Class 10 : Science (In English) – Lesson 12. Magnetic Effects of Electric Current
EXPLANATION & SUMMARY
🔵 Detailed Explanation
🌟 Introduction
🔵 Electric current produces magnetic effects, first discovered by Hans Christian Oersted in 1820.
🟢 This chapter explains how current and magnetism are interlinked, the magnetic field around conductors, right-hand rules, force on conductors, electric motor, electromagnetic induction, and electric generator.
🌍 Magnetic Field and Field Lines
🌿 Magnetic field: Region around a magnet/current-carrying conductor where its influence can be felt.

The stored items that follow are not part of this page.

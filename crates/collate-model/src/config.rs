//! Matching configuration: per-field specs, thresholds, and validation.

use serde::{Deserialize, Serialize};

use crate::error::{MatchError, Result};

/// Default tolerance window (in units) for numeric similarity decay.
pub const DEFAULT_NUMERIC_TOLERANCE: i64 = 5;

/// How a field participates in scoring.
#[derive(Debug, Clone, Copy, PartialEq, Eq, Serialize, Deserialize)]
#[serde(rename_all = "snake_case")]
pub enum FieldKind {
    /// Equal-or-not comparison (case-insensitive for text values).
    Exact,
    /// Fuzzy string similarity via the declared [`TextMetric`].
    Text,
    /// Linear decay over a tolerance window.
    Numeric,
}

/// Similarity metric applied to `text` fields.
#[derive(Debug, Clone, Copy, PartialEq, Eq, Serialize, Deserialize)]
#[serde(rename_all = "kebab-case")]
pub enum TextMetric {
    /// Edit-distance ratio; good general default for short strings.
    Levenshtein,
    /// Prefix-boosted Jaro similarity; optimized for titles and names.
    JaroWinkler,
    /// Jaccard over padded 3-grams; robust on longer strings.
    Trigram,
    /// Jaccard over word tokens; robust to word reordering.
    TokenJaccard,
}

impl TextMetric {
    /// Canonical kebab-case name, as used in config files.
    #[must_use]
    pub fn as_str(&self) -> &'static str {
        match self {
            TextMetric::Levenshtein => "levenshtein",
            TextMetric::JaroWinkler => "jaro-winkler",
            TextMetric::Trigram => "trigram",
            TextMetric::TokenJaccard => "token-jaccard",
        }
    }
}

/// Declares how one named field is compared and weighted.
#[derive(Debug, Clone, PartialEq, Serialize, Deserialize)]
pub struct FieldSpec {
    /// Field name as it appears in [`crate::Record::fields`].
    pub name: String,
    pub kind: FieldKind,
    /// Positive contribution to the aggregate score. Weights need not sum
    /// to 1.0; the aggregate is normalized by the weight actually applicable
    /// to each compared pair.
    pub weight: f64,
    /// Metric for `text` fields. Defaults to Jaro-Winkler when omitted.
    #[serde(default, skip_serializing_if = "Option::is_none")]
    pub metric: Option<TextMetric>,
    /// Tolerance window for `numeric` fields, in field units.
    #[serde(default, skip_serializing_if = "Option::is_none")]
    pub tolerance: Option<i64>,
}

impl FieldSpec {
    /// Declares a fuzzy text field.
    pub fn text(name: impl Into<String>, weight: f64, metric: TextMetric) -> Self {
        Self {
            name: name.into(),
            kind: FieldKind::Text,
            weight,
            metric: Some(metric),
            tolerance: None,
        }
    }

    /// Declares an exact-equality field.
    pub fn exact(name: impl Into<String>, weight: f64) -> Self {
        Self {
            name: name.into(),
            kind: FieldKind::Exact,
            weight,
            metric: None,
            tolerance: None,
        }
    }

    /// Declares a numeric field with the given tolerance window.
    pub fn numeric(name: impl Into<String>, weight: f64, tolerance: i64) -> Self {
        Self {
            name: name.into(),
            kind: FieldKind::Numeric,
            weight,
            metric: None,
            tolerance: Some(tolerance),
        }
    }

    /// Effective metric for text fields.
    #[must_use]
    pub fn effective_metric(&self) -> TextMetric {
        self.metric.unwrap_or(TextMetric::JaroWinkler)
    }

    /// Effective tolerance for numeric fields.
    #[must_use]
    pub fn effective_tolerance(&self) -> i64 {
        self.tolerance.unwrap_or(DEFAULT_NUMERIC_TOLERANCE)
    }
}

fn default_fuzzy_threshold() -> f64 {
    0.80
}

fn default_field_threshold() -> f64 {
    0.60
}

fn default_max_candidates() -> usize {
    5
}

fn default_ambiguity_margin() -> f64 {
    0.15
}

/// Full configuration for one comparison run.
#[derive(Debug, Clone, PartialEq, Serialize, Deserialize)]
pub struct MatchConfig {
    /// Field schema, resolved once per run.
    pub fields: Vec<FieldSpec>,
    /// Text field used for blocking and the fuzzy fast path.
    pub primary_field: String,
    /// Fields whose exact (tier 2) or normalized (tier 3) equality
    /// identifies a record, e.g. title + year.
    pub identity_fields: Vec<String>,
    /// Minimum single-field similarity for the fuzzy fast path.
    #[serde(default = "default_fuzzy_threshold")]
    pub fuzzy_threshold: f64,
    /// Minimum weighted multi-field score to retain or commit a candidate.
    #[serde(default = "default_field_threshold")]
    pub field_threshold: f64,
    /// Cap on retained fuzzy candidates per left record.
    #[serde(default = "default_max_candidates")]
    pub max_candidates_per_record: usize,
    /// Minimum gap between best and second-best candidate scores required
    /// to auto-resolve instead of flagging for manual review.
    #[serde(default = "default_ambiguity_margin")]
    pub ambiguity_margin: f64,
}

impl MatchConfig {
    /// Creates a config with the default thresholds.
    pub fn new(
        fields: Vec<FieldSpec>,
        primary_field: impl Into<String>,
        identity_fields: Vec<String>,
    ) -> Self {
        Self {
            fields,
            primary_field: primary_field.into(),
            identity_fields,
            fuzzy_threshold: default_fuzzy_threshold(),
            field_threshold: default_field_threshold(),
            max_candidates_per_record: default_max_candidates(),
            ambiguity_margin: default_ambiguity_margin(),
        }
    }

    /// Looks up the spec for a declared field.
    #[must_use]
    pub fn field_spec(&self, name: &str) -> Option<&FieldSpec> {
        self.fields.iter().find(|spec| spec.name == name)
    }

    /// The text field with the largest weight, used by the fuzzy fast path.
    #[must_use]
    pub fn highest_weighted_text_field(&self) -> Option<&FieldSpec> {
        self.fields
            .iter()
            .filter(|spec| spec.kind == FieldKind::Text)
            .max_by(|a, b| a.weight.total_cmp(&b.weight))
    }

    /// Hard cap on blocked candidates considered before scoring.
    #[must_use]
    pub fn blocking_cap(&self) -> usize {
        self.max_candidates_per_record * 10
    }

    /// Fails fast on invalid configuration, before any comparison begins.
    pub fn validate(&self) -> Result<()> {
        if self.fields.is_empty() {
            return Err(MatchError::EmptyFieldSpecs);
        }
        for (name, value) in [
            ("fuzzy_threshold", self.fuzzy_threshold),
            ("field_threshold", self.field_threshold),
            ("ambiguity_margin", self.ambiguity_margin),
        ] {
            if !(0.0..=1.0).contains(&value) || value.is_nan() {
                return Err(MatchError::ThresholdOutOfRange { name, value });
            }
        }
        if self.max_candidates_per_record < 1 {
            return Err(MatchError::InvalidCandidateCap);
        }
        for spec in &self.fields {
            if spec.weight <= 0.0 || spec.weight.is_nan() {
                return Err(MatchError::NonPositiveWeight {
                    field: spec.name.clone(),
                    weight: spec.weight,
                });
            }
        }
        for field in &self.identity_fields {
            if self.field_spec(field).is_none() {
                return Err(MatchError::UnknownField {
                    field: field.clone(),
                    context: "identity_fields",
                });
            }
        }
        match self.field_spec(&self.primary_field) {
            None => Err(MatchError::UnknownField {
                field: self.primary_field.clone(),
                context: "primary_field",
            }),
            Some(spec) if spec.kind != FieldKind::Text => Err(MatchError::PrimaryFieldNotText {
                field: self.primary_field.clone(),
            }),
            Some(_) => Ok(()),
        }
    }
}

🟡 Magnetic field lines: Imaginary lines drawn to represent field.
Start from North pole, end at South pole.
Inside magnet, they go from South → North.
Crowded lines = strong field.
💡 Compass needle aligns along field lines.
⚡ Oersted’s Experiment
🔵 Passing current through a conductor deflects nearby compass needle.
🟢 Concluded: current produces magnetic field.
🧠 Right-Hand Thumb Rule
🌿 If you hold current-carrying conductor with right hand, thumb along current, curled fingers show direction of magnetic field.
🟡 Helps in predicting circular field around straight conductor.
🔴 Magnetic Field of a Solenoid
🌿 Solenoid = coil of many circular turns of insulated copper wire.
🟢 When current flows: behaves like a bar magnet.
🟡 Inside solenoid: field is uniform, parallel, strong.
🔵 Polarity depends on direction of current (Right-hand rule again).
💡 Applications: used in electromagnets, induction coils.
🟣 Force on a Current-Carrying Conductor in Magnetic Field
Discovered by Fleming’s Left-Hand Rule:
Stretch thumb, forefinger, middle finger mutually perpendicular.
Forefinger → field, middle → current, thumb → force (motion).
Basis of working of electric motor.
🔋 Electric Motor
Device that converts electrical energy → mechanical energy.
Components:
🔵 Coil of insulated copper wire (armature).
🟢 Permanent magnet or electromagnet.
🟡 Split-ring commutator (reverses current).
🔴 Brushes.
Principle: Force on current-carrying conductor in magnetic field.
Application: fans, mixers, machines.
🌞 Electromagnetic Induction
🔵 Discovered by Michael Faraday.
🟢 When magnetic field around conductor changes, induced current flows.
🟡 Factors: relative motion of magnet and coil, strength of magnet, number of turns.
✨ Right-Hand Rule (Fleming’s):
Forefinger → field, thumb → motion, middle finger → induced current.
⚙️ Electric Generator
Converts mechanical energy → electrical energy.
Principle: electromagnetic induction.
Components: armature coil, magnets, slip rings/commutator, brushes.
Generates AC or DC depending on arrangement.
💡 Domestic Electric Circuits
🔵 Electric power supplied at 220 V (in India).
🟢 Circuits have two wires: live and neutral.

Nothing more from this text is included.